_Brief_
Scan the records for "enum". Report each line that includes it.

(Dataset excerpts)

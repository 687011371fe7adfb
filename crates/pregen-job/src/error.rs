//! Error types for the fill job.

use thiserror::Error;

/// Errors raised while persisting or restoring job progress.
#[derive(Debug, Error)]
pub enum JobError {
    /// Checkpoint file could not be read or written
    #[error("Checkpoint I/O failed: {0}")]
    Io(#[from] std::io::Error),

    /// Checkpoint record could not be encoded
    #[error("Failed to encode checkpoint: {0}")]
    Encode(#[from] toml::ser::Error),

    /// Checkpoint record could not be parsed
    #[error("Failed to parse checkpoint: {0}")]
    Parse(#[from] toml::de::Error),

    /// Checkpoint was written by a newer format
    #[error("Checkpoint format {found} is newer than supported format {supported}")]
    UnsupportedFormat {
        /// Format found in the record
        found: u16,
        /// Newest format this build reads
        supported: u16,
    },

    /// Checkpoint fields break the job invariants
    #[error("Inconsistent checkpoint: {0}")]
    Inconsistent(String),
}

/// Result type for job operations.
pub type JobResult<T> = Result<T, JobError>;

/// Reasons a start command is refused.
#[derive(Debug, Clone, PartialEq, Eq, Error)]
pub enum StartError {
    /// Another job holds the single-job lock
    #[error("A pre-generation job is already in progress (step {current_step} of {total_steps})")]
    AlreadyRunning {
        /// Step the active job is on
        current_step: u32,
        /// Steps the active job expects in total
        total_steps: u32,
    },
}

_Solution to this problem_
pub enum JobError {
pub enum StartError {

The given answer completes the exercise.